Dashboard for Monitoring Slow Queries

Level: L4-L6 Topics: System Design, Monitoring, Distributed Systems

Problem Statement

Design an internet-facing dashboard that displays the slowest search queries from the last 24 hours. The goal is to help engineers identify and debug performance problems.

Start by designing the system for a single server handling all search traffic. Then scale the design to handle the full production load across many servers.

This is a discussion-based system design problem. You should walk through requirements, architecture, data flow, and scaling considerations.

Background & Constraints

A "search query" has at least: query string, timestamp, and latency (response time).
The dashboard should show the top N slowest queries (e.g., top 100) from a rolling 24-hour window.
The dashboard is read by engineers — it does not need sub-second refresh, but should be reasonably up to date (e.g., refreshed every few minutes).
In production, there could be thousands of search servers handling millions of queries per second.
Latency data is generated on the search servers at query completion time.

Examples

Dashboard output (conceptual):

Rank | Query                  | Latency (ms) | Timestamp
-----|------------------------|--------------|--------------------
1    | "rare antique clocks"  | 12,450       | 2024-03-15 14:22:03
2    | "translate pdf 500pg"  | 11,200       | 2024-03-15 09:18:45
3    | "flight NYC to Mars"   | 10,800       | 2024-03-15 22:01:12
...  | ...                    | ...          | ...
100  | "best pizza near me"   | 3,200        | 2024-03-15 16:44:01

Hints & Common Pitfalls

Single Server Design

In-memory min-heap: Maintain a min-heap of size N. For each query, if the latency exceeds the heap's minimum, replace it. This gives O(log N) per query.
Rolling window: You need to expire entries older than 24 hours. Consider periodically scanning the heap, or maintaining a separate time-ordered structure.
Persistence: If the server restarts, the in-memory data is lost. Consider writing periodic snapshots to disk.

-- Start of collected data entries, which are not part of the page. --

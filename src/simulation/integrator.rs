//! Fixed-step semi-implicit (symplectic) Euler integration of the trapped particle.
//!
//! Each step evaluates the acceleration at the current position and time,
//! updates the velocity with it, then moves the particle with the
//! just-updated velocity:
//!
//! ```text
//! a = (q/m) · E(x(t), t)
//! v(t+h) = v(t) + a·h
//! x(t+h) = x(t) + v(t+h)·h
//! ```
//!
//! The run stops as soon as the particle leaves the open square (r, d−r)²,
//! or once the accumulated time reaches the requested duration. Step size
//! is expected to be far below the RF period; nothing checks that.

use crate::error::TrapError;
use crate::trap::Trap;

use super::sample::{RecordPolicy, RunOutcome, TrajectorySample};

/// Cap on the up-front trajectory allocation; longer runs grow the buffer as they go.
pub const MAX_PREALLOCATED_SAMPLES: usize = 1 << 20;

impl Trap {
    /// Run the attached particle for `duration` seconds with step `step`,
    /// recording every step.
    pub fn run_simulation(&mut self, duration: f64, step: f64) -> Result<RunOutcome, TrapError> {
        self.run_simulation_with(duration, step, RecordPolicy::EveryStep)
    }

    /// Run with an explicit recording policy. The previous trajectory is
    /// discarded before the run starts.
    pub fn run_simulation_with(
        &mut self,
        duration: f64,
        step: f64,
        policy: RecordPolicy,
    ) -> Result<RunOutcome, TrapError> {
        if !(duration.is_finite() && step.is_finite() && duration > 0.0 && step > 0.0) {
            return Err(TrapError::InvalidRun { duration, step });
        }
        let ion = self.ion.ok_or(TrapError::NoParticle)?;

        let mut trajectory = std::mem::take(&mut self.trajectory);
        trajectory.clear();
        // Capacity hint only; saturates for tiny steps
        let steps = (duration / step).ceil().min(usize::MAX as f64) as usize;
        trajectory.reserve(policy.expected_samples(steps).min(MAX_PREALLOCATED_SAMPLES));

        let q_to_m = ion.particle.charge_to_mass();
        let mut time = 0.0;
        let mut pos = ion.position;
        let mut vel = ion.velocity;
        let mut step_index = 0usize;

        log::debug!(
            "run start: T={:e} s h={:e} s (~{} steps) x0=({:e}, {:e}) v0=({}, {})",
            duration,
            step,
            steps,
            pos.x,
            pos.y,
            vel.x,
            vel.y
        );

        let outcome = loop {
            let acc = self.acceleration_at(pos, time, q_to_m);
            vel += acc * step;
            pos += vel * step;

            let sample = TrajectorySample {
                time,
                position: pos,
                velocity: vel,
                acceleration: acc,
            };

            let finished = if !is_finite_state(&sample) {
                Some(RunOutcome::Diverged { time })
            } else if !self.is_confined(pos) {
                Some(RunOutcome::Lost { time })
            } else {
                time += step;
                (time >= duration).then_some(RunOutcome::Confined { last_time: sample.time })
            };

            if finished.is_some() || policy.records(step_index) {
                trajectory.push(sample);
            }
            if let Some(outcome) = finished {
                break outcome;
            }
            step_index += 1;
        };

        self.trajectory = trajectory;

        match outcome {
            RunOutcome::Diverged { time } => log::warn!(
                "run diverged at t={:e} s after {} steps (x=({:e}, {:e}))",
                time,
                step_index + 1,
                pos.x,
                pos.y
            ),
            _ => log::info!(
                "run {} at t={:e} s after {} steps, {} samples recorded",
                outcome.label(),
                outcome.last_time(),
                step_index + 1,
                self.trajectory.len()
            ),
        }
        Ok(outcome)
    }
}

fn is_finite_state(s: &TrajectorySample) -> bool {
    s.position.x.is_finite()
        && s.position.y.is_finite()
        && s.velocity.x.is_finite()
        && s.velocity.y.is_finite()
        && s.acceleration.x.is_finite()
        && s.acceleration.y.is_finite()
}
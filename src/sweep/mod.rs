//! Parameter sweeps over trap drive settings
//!
//! This module provides functionality to:
//! - Describe a sweep (trap, particle, start state, swept parameter) in TOML
//! - Run one independent trap per swept value, optionally in parallel
//! - Report confinement or loss time per value
//! - Export a per-trial summary for analysis

pub mod config;
pub mod export;
pub mod runner;

pub use config::{InitialState, ParticleSpec, SweepConfig, SweepParameter};
pub use export::export_summary_csv;
pub use runner::{SweepRunner, TrialResult};
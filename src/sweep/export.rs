//! Export sweep results to CSV for spreadsheet analysis
use std::fs::File;
use std::io::{BufWriter, Write};
use std::path::Path;

use super::config::SweepConfig;
use super::runner::TrialResult;
use crate::error::TrapError;
use crate::units::SECONDS_TO_MICROS;

pub const SUMMARY_HEADER: &str = "Value,Unit,Outcome,Last_Time_s,Last_Time_us,Samples";

pub fn write_summary<W: Write>(
    mut out: W,
    config: &SweepConfig,
    results: &[TrialResult],
) -> std::io::Result<()> {
    writeln!(out, "# Study: {}", config.study_name)?;
    writeln!(out, "# Particle: {}", config.particle.label())?;
    writeln!(out, "# Duration_s: {:e}", config.duration)?;
    writeln!(out, "# Step_s: {:e}", config.step)?;
    writeln!(out, "{}", SUMMARY_HEADER)?;
    let unit = config.parameter.unit();
    for r in results {
        let t = r.outcome.last_time();
        writeln!(
            out,
            "{},{},{},{:e},{},{}",
            r.value,
            unit,
            r.outcome.label(),
            t,
            t * SECONDS_TO_MICROS,
            r.samples_recorded
        )?;
    }
    Ok(())
}

/// Write the per-trial summary, creating the parent directory if needed.
pub fn export_summary_csv<P: AsRef<Path>>(
    path: P,
    config: &SweepConfig,
    results: &[TrialResult],
) -> Result<(), TrapError> {
    let path = path.as_ref();
    if let Some(parent) = path.parent() {
        std::fs::create_dir_all(parent)?;
    }
    let mut file = BufWriter::new(File::create(path)?);
    write_summary(&mut file, config, results)?;
    file.flush()?;
    println!("✓ Exported sweep summary to {}", path.display());
    Ok(())
}

#[cfg(test)]
mod tests {
    use super::*;
    use crate::simulation::RunOutcome;

    #[test]
    fn summary_has_one_row_per_trial() {
        let cfg = SweepConfig::default();
        let results = [
            TrialResult { value: 1.0, outcome: RunOutcome::Lost { time: 1.5e-6 }, samples_recorded: 3 },
            TrialResult { value: 2.0, outcome: RunOutcome::Confined { last_time: 1e-2 }, samples_recorded: 10 },
        ];
        let mut buf = Vec::new();
        write_summary(&mut buf, &cfg, &results).unwrap();
        let text = String::from_utf8(buf).unwrap();
        let rows: Vec<_> = text.lines().filter(|l| !l.starts_with('#')).collect();
        assert_eq!(rows[0], SUMMARY_HEADER);
        assert_eq!(rows.len(), 3);
        assert!(rows[1].starts_with("1,V,lost,1.5e-6,"));
        assert!(rows[2].starts_with("2,V,confined,1e-2,"));
        assert!(rows[2].ends_with(",10"));
    }
}
//! Sweep runner executing independent trap trials

use rayon::prelude::*;
use serde::{Deserialize, Serialize};

use super::config::SweepConfig;
use crate::error::TrapError;
use crate::simulation::{RecordPolicy, RunOutcome};
use crate::trap::Trap;
use crate::units::SECONDS_TO_MICROS;

/// Outcome of one trial of the sweep.
#[derive(Debug, Clone, Copy, PartialEq, Serialize, Deserialize)]
pub struct TrialResult {
    /// Value of the swept parameter
    pub value: f64,
    pub outcome: RunOutcome,
    pub samples_recorded: usize,
}

impl TrialResult {
    /// Console line in the form `56 V: trapped till 9999.999 us.`
    pub fn report_line(&self, unit: &str) -> String {
        let micros = self.outcome.last_time() * SECONDS_TO_MICROS;
        match self.outcome {
            RunOutcome::Confined { .. } => format!("{} {}: trapped till {:.3} us.", self.value, unit, micros),
            RunOutcome::Lost { .. } => format!("{} {}: lost at {:.3} us.", self.value, unit, micros),
            RunOutcome::Diverged { .. } => format!("{} {}: diverged at {:.3} us.", self.value, unit, micros),
        }
    }
}

pub struct SweepRunner {
    config: SweepConfig,
}

impl SweepRunner {
    pub fn new(config: SweepConfig) -> Result<Self, TrapError> {
        config.validate()?;
        Ok(Self { config })
    }

    pub fn config(&self) -> &SweepConfig {
        &self.config
    }

    /// Build the trap for one swept value with the particle attached.
    pub fn build_trial(&self, value: f64) -> Result<Trap, TrapError> {
        let cfg = self.config.parameter.apply(&self.config.trap, value);
        let mut trap = Trap::new(cfg)?;
        let particle = self.config.particle.particle()?;
        let [x, y] = self.config.initial.absolute_position(trap.config());
        let [vx, vy] = self.config.initial.velocity;
        trap.add_ion(particle, x, y, vx, vy);
        Ok(trap)
    }

    /// Run one trial and hand back the trap so its trajectory can be exported.
    pub fn run_trial(&self, value: f64, policy: RecordPolicy) -> Result<(TrialResult, Trap), TrapError> {
        let mut trap = self.build_trial(value)?;
        let outcome = trap.run_simulation_with(self.config.duration, self.config.step, policy)?;
        let result = TrialResult {
            value,
            outcome,
            samples_recorded: trap.trajectory().len(),
        };
        Ok((result, trap))
    }

    fn run_value(&self, value: f64) -> Result<TrialResult, TrapError> {
        self.run_trial(value, self.config.record_policy()).map(|(result, _)| result)
    }

    /// Run every swept value. Results come back in sweep order.
    pub fn run_all(&self) -> Result<Vec<TrialResult>, TrapError> {
        let values = self.config.values()?;
        let start_time = std::time::Instant::now();
        log::info!(
            "sweep '{}': {} trials of {:?}, parallel={}",
            self.config.study_name,
            values.len(),
            self.config.parameter,
            self.config.parallel
        );

        let results = if self.config.parallel {
            values
                .par_iter()
                .map(|&v| self.run_value(v))
                .collect::<Result<Vec<_>, _>>()?
        } else {
            values
                .iter()
                .map(|&v| self.run_value(v))
                .collect::<Result<Vec<_>, _>>()?
        };

        log::info!(
            "sweep '{}' finished in {:.2}s",
            self.config.study_name,
            start_time.elapsed().as_secs_f32()
        );
        Ok(results)
    }

    /// Print one line per trial.
    pub fn report(&self, results: &[TrialResult]) {
        let unit = self.config.parameter.unit();
        for r in results {
            println!("{}", r.report_line(unit));
        }
    }

    /// List all swept values without running them
    pub fn list_trials(&self) -> Result<(), TrapError> {
        let values = self.config.values()?;
        println!("\n╔══════════════════════════════════════════╗");
        println!("║  Sweep Study: {}  ", self.config.study_name);
        println!("╚══════════════════════════════════════════╝\n");
        println!("Particle: {}", self.config.particle.label());
        println!("Parameter: {:?} ({})", self.config.parameter, self.config.parameter.unit());
        println!("Duration: {:e} s, step {:e} s", self.config.duration, self.config.step);
        println!("Total trials: {}\n", values.len());
        for (idx, v) in values.iter().enumerate() {
            println!("  [{}] {} {}", idx + 1, v, self.config.parameter.unit());
        }
        Ok(())
    }
}
//! Output rendering module
//!
//! Renders execution plans, per-layer progress lines, and run summaries.

mod reporter;

pub use reporter::Reporter;
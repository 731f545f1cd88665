//! Dependency resolution
//!
//! Computes a topologically valid execution order for the requested layers
//! via depth-first traversal with three-color marking. A dependency is only
//! visited when it is itself part of the requested set; unrequested
//! transitive dependencies are not force-included.

use std::collections::HashMap;

use crate::error::RunnerError;
use crate::registry::LayerRegistry;

/// Per-resolution visit state, discarded after each call
#[derive(Clone, Copy, Debug, PartialEq, Eq)]
enum Mark {
    Unvisited,
    InProgress,
    Done,
}

/// Resolve a dependency-respecting order covering exactly the requested keys.
///
/// Requested keys must already be validated against the registry. Duplicate
/// requests collapse to a single occurrence. A cycle among the requested
/// layers aborts resolution entirely.
pub fn resolve_order(
    requested: &[String],
    registry: &LayerRegistry,
) -> Result<Vec<String>, RunnerError> {
    let mut marks: HashMap<&str, Mark> = requested
        .iter()
        .map(|k| (k.as_str(), Mark::Unvisited))
        .collect();
    let mut sorted = Vec::with_capacity(requested.len());

    for key in requested {
        visit(key, registry, &mut marks, &mut sorted)?;
    }

    Ok(sorted)
}

fn visit<'a>(
    key: &'a str,
    registry: &'a LayerRegistry,
    marks: &mut HashMap<&'a str, Mark>,
    sorted: &mut Vec<String>,
) -> Result<(), RunnerError> {
    match marks.get(key).copied() {
        Some(Mark::Done) => return Ok(()),
        Some(Mark::InProgress) => {
            return Err(RunnerError::CircularDependency(key.to_string()));
        }
        Some(Mark::Unvisited) => {}
        // Not part of the requested set
        None => return Ok(()),
    }

    marks.insert(key, Mark::InProgress);

    if let Some(layer) = registry.get(key) {
        for dep in &layer.dependencies {
            if marks.contains_key(dep.as_str()) {
                visit(dep, registry, marks, sorted)?;
            }
        }
    }

    marks.insert(key, Mark::Done);
    sorted.push(key.to_string());
    Ok(())
}

#[cfg(test)]
mod tests {
    use super::*;
    use crate::models::Layer;

    fn keys(v: &[&str]) -> Vec<String> {
        v.iter().map(|s| s.to_string()).collect()
    }

    #[test]
    fn test_transitive_dependencies_ordered_first() {
        let registry = LayerRegistry::builtin();
        let order = resolve_order(&keys(&["infrastructure"]), &registry).unwrap();
        assert_eq!(order, vec!["domain", "application", "infrastructure"]);
    }

    #[test]
    fn test_requested_subset_no_duplicates() {
        let registry = LayerRegistry::builtin();
        let order = resolve_order(&keys(&["application", "domain"]), &registry).unwrap();
        assert_eq!(order, vec!["domain", "application"]);
    }

    #[test]
    fn test_unrequested_dependency_not_included() {
        let registry = LayerRegistry::builtin();
        let order = resolve_order(&keys(&["application"]), &registry).unwrap();
        assert_eq!(order, vec!["application"]);
    }

    #[test]
    fn test_full_catalog_order() {
        let registry = LayerRegistry::builtin();
        let requested = registry.keys();
        let order = resolve_order(&requested, &registry).unwrap();

        assert_eq!(order.len(), requested.len());
        for layer in registry.layers() {
            let pos = order.iter().position(|k| *k == layer.key).unwrap();
            for dep in &layer.dependencies {
                let dep_pos = order.iter().position(|k| k == dep).unwrap();
                assert!(dep_pos < pos, "{dep} must precede {}", layer.key);
            }
        }
    }

    #[test]
    fn test_duplicate_request_collapses() {
        let registry = LayerRegistry::builtin();
        let order = resolve_order(&keys(&["domain", "domain", "domain"]), &registry).unwrap();
        assert_eq!(order, vec!["domain"]);
    }

    #[test]
    fn test_cycle_detected() {
        let registry = LayerRegistry::new(vec![
            Layer::new("a", "A", "a.sh").depends_on("b"),
            Layer::new("b", "B", "b.sh").depends_on("c"),
            Layer::new("c", "C", "c.sh").depends_on("a"),
        ]);

        let err = resolve_order(&keys(&["a", "b", "c"]), &registry).unwrap_err();
        assert!(matches!(err, RunnerError::CircularDependency(_)));
    }

    #[test]
    fn test_cycle_broken_when_member_unrequested() {
        // The a→b→c→a cycle cannot close when c is not requested.
        let registry = LayerRegistry::new(vec![
            Layer::new("a", "A", "a.sh").depends_on("b"),
            Layer::new("b", "B", "b.sh").depends_on("c"),
            Layer::new("c", "C", "c.sh").depends_on("a"),
        ]);

        let order = resolve_order(&keys(&["a", "b"]), &registry).unwrap();
        assert_eq!(order, vec!["b", "a"]);
    }

    #[test]
    fn test_self_dependency_is_a_cycle() {
        let registry = LayerRegistry::new(vec![Layer::new("a", "A", "a.sh").depends_on("a")]);
        let err = resolve_order(&keys(&["a"]), &registry).unwrap_err();
        assert!(matches!(err, RunnerError::CircularDependency(ref k) if k == "a"));
    }
}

Scaling to Multiple Servers

Local aggregation: Each search server maintains its own local top-N. A central aggregator merges the local top-N lists periodically.
Push vs. pull: Servers can push their top-N to the aggregator, or the aggregator can poll servers. Think about tradeoffs (staleness, load, failure handling).
Storage tier: For durability and historical analysis, consider writing slow query logs to a time-series database or log storage system.

Common Discussion Points

What threshold defines "slow"? Top-N is relative, but you might also want an absolute threshold (e.g., > 1 second).
Deduplication: Should the same query text appearing multiple times count as separate entries or be grouped?
Privacy: Query strings may contain sensitive data. Consider anonymization or access controls.
Alerting: Beyond the dashboard, should the system trigger alerts when query latency spikes?

Follow-Up Questions

Failure handling: What happens if one of the search servers goes down? How do you ensure the dashboard remains accurate with partial data?
Historical trends: How would you extend the system to show slow query trends over weeks or months? What storage and aggregation strategy would you use?
Real-time streaming: If the dashboard needs to update in near real-time (every few seconds), how does this change the architecture? Consider streaming frameworks.
Cost optimization: With thousands of servers and millions of QPS, how do you minimize the overhead of collecting and aggregating latency data without missing important outliers?
Multi-datacenter: If search traffic is served from multiple datacenters worldwide, how do you build a unified global dashboard?